* _WHAT TO WORK ON_
Every line below that contains the word "push" must be copied.

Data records
########

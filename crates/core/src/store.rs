//! HistoryStore trait — the abstraction over session persistence.
//!
//! The conversation manager never depends on *how* history is persisted,
//! only that `load` returns whatever was last saved (or nothing) and that
//! `save` is durable before it returns.

use crate::error::StoreError;
use crate::message::History;
use async_trait::async_trait;

/// A persistence backend for conversation history.
#[async_trait]
pub trait HistoryStore: Send + Sync {
    /// A human-readable name for this store (e.g. "file", "memory").
    fn name(&self) -> &str;

    /// Persist the full history. Durable before returning.
    async fn save(&self, history: &History) -> std::result::Result<(), StoreError>;

    /// Load the last saved history, or `None` when nothing was saved yet.
    async fn load(&self) -> std::result::Result<Option<History>, StoreError>;

    /// Discard any saved history.
    async fn clear(&self) -> std::result::Result<(), StoreError>;
}
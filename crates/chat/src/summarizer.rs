//! Conversation summarization — condensing history once it grows too big.
//!
//! The summarizer decides *when* (accumulated token usage crosses a
//! threshold) and produces the condensed text; the conversation manager
//! is the one that actually replaces history. Summarization runs through
//! the same endpoint abstraction as the main loop but with its own model,
//! budget, temperature and prompts, all independent of the main
//! conversation's configuration.

use ironquill_core::{ChatRequest, ChatResponse, EndpointError, Message, ModelEndpoint, TokenUsage};
use std::sync::Arc;
use tracing::debug;

/// Configuration for the summarization request.
#[derive(Debug, Clone)]
pub struct SummarizerConfig {
    /// Total-token count above which summarization triggers (strictly
    /// greater than).
    pub threshold: u32,

    /// Model used for the summarization request.
    pub model: String,

    /// Max tokens for the summary itself.
    pub max_tokens: Option<u32>,

    /// Temperature for the summarization request.
    pub temperature: f32,

    /// System prompt for the summarization request.
    pub system_prompt: String,

    /// The trailing user instruction appended after the history.
    pub instruction: String,
}

impl SummarizerConfig {
    pub fn new(model: impl Into<String>) -> Self {
        Self {
            threshold: 4000,
            model: model.into(),
            max_tokens: Some(1024),
            temperature: 0.3,
            system_prompt: "You condense conversations. Produce a compact summary that \
                            preserves facts, decisions, names, and any unresolved questions."
                .into(),
            instruction: "Summarize the conversation above.".into(),
        }
    }

    pub fn with_threshold(mut self, threshold: u32) -> Self {
        self.threshold = threshold;
        self
    }
}

/// Decides when history is too large and produces its replacement text.
pub struct Summarizer {
    endpoint: Arc<dyn ModelEndpoint>,
    config: SummarizerConfig,
}

impl Summarizer {
    pub fn new(endpoint: Arc<dyn ModelEndpoint>, config: SummarizerConfig) -> Self {
        Self { endpoint, config }
    }

    /// True iff usage is present and its total strictly exceeds the
    /// threshold. Absent usage never triggers — the conversation keeps
    /// going uncompressed rather than blocking on a missing counter.
    pub fn should_summarize(&self, usage: Option<&TokenUsage>) -> bool {
        usage.is_some_and(|u| u.total_tokens > self.config.threshold)
    }

    /// Produce a condensed summary of the given history.
    ///
    /// Never mutates history — replacing it is the caller's job.
    pub async fn summarize(&self, history: &[Message]) -> Result<String, EndpointError> {
        debug!(
            messages = history.len(),
            model = %self.config.model,
            "requesting conversation summary"
        );

        let mut messages = Vec::with_capacity(history.len() + 2);
        messages.push(Message::system(&self.config.system_prompt));
        messages.extend_from_slice(history);
        messages.push(Message::user(&self.config.instruction));

        let request = ChatRequest {
            model: self.config.model.clone(),
            messages,
            max_tokens: self.config.max_tokens,
            temperature: self.config.temperature,
        };

        let ChatResponse { content, .. } = self.endpoint.send_request(request).await?;
        Ok(content.trim().to_string())
    }
}

#[cfg(test)]
mod tests {
    use super::*;
    use ironquill_core::Role;
    use std::sync::Mutex;

    struct RecordingEndpoint {
        reply: String,
        seen: Mutex<Vec<ChatRequest>>,
    }

    impl RecordingEndpoint {
        fn new(reply: &str) -> Self {
            Self {
                reply: reply.to_string(),
                seen: Mutex::new(Vec::new()),
            }
        }
    }

    #[async_trait::async_trait]
    impl ModelEndpoint for RecordingEndpoint {
        fn name(&self) -> &str {
            "recording"
        }

        async fn send_request(
            &self,
            request: ChatRequest,
        ) -> Result<ChatResponse, EndpointError> {
            self.seen.lock().unwrap().push(request);
            Ok(ChatResponse {
                content: self.reply.clone(),
                usage: None,
            })
        }
    }

    fn usage(total: u32) -> TokenUsage {
        TokenUsage {
            prompt_tokens: 0,
            completion_tokens: 0,
            total_tokens: total,
            extra: serde_json::Map::new(),
        }
    }

    fn summarizer(threshold: u32) -> (Arc<RecordingEndpoint>, Summarizer) {
        let endpoint = Arc::new(RecordingEndpoint::new("  the summary  "));
        let config = SummarizerConfig::new("summary-model").with_threshold(threshold);
        (endpoint.clone(), Summarizer::new(endpoint, config))
    }

    #[test]
    fn absent_usage_never_triggers() {
        let (_, s) = summarizer(4000);
        assert!(!s.should_summarize(None));
    }

    #[test]
    fn threshold_is_strictly_greater_than() {
        let (_, s) = summarizer(4000);
        assert!(!s.should_summarize(Some(&usage(4000))));
        assert!(s.should_summarize(Some(&usage(4001))));
        assert!(!s.should_summarize(Some(&usage(0))));
    }

    #[tokio::test]
    async fn summarize_builds_the_dedicated_request() {
        let (endpoint, s) = summarizer(4000);
        let history = vec![
            Message::system("main system prompt"),
            Message::user("hello"),
            Message::assistant("hi there"),
        ];

        let summary = s.summarize(&history).await.unwrap();
        assert_eq!(summary, "the summary");

        let seen = endpoint.seen.lock().unwrap();
        let request = &seen[0];
        assert_eq!(request.model, "summary-model");

        // [summary system prompt] + [history verbatim] + [instruction]
        assert_eq!(request.messages.len(), 5);
        assert_eq!(request.messages[0].role, Role::System);
        assert!(request.messages[0].content.contains("condense"));
        assert_eq!(request.messages[1].content, "main system prompt");
        assert_eq!(request.messages[3].content, "hi there");
        assert_eq!(request.messages[4].role, Role::User);
        assert_eq!(request.messages[4].content, "Summarize the conversation above.");
    }
}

########

* _YOUR RESPONSE_
        messages.push(Message::system(&self.config.system_prompt));
        messages.push(Message::user(&self.config.instruction));
            self.seen.lock().unwrap().push(request);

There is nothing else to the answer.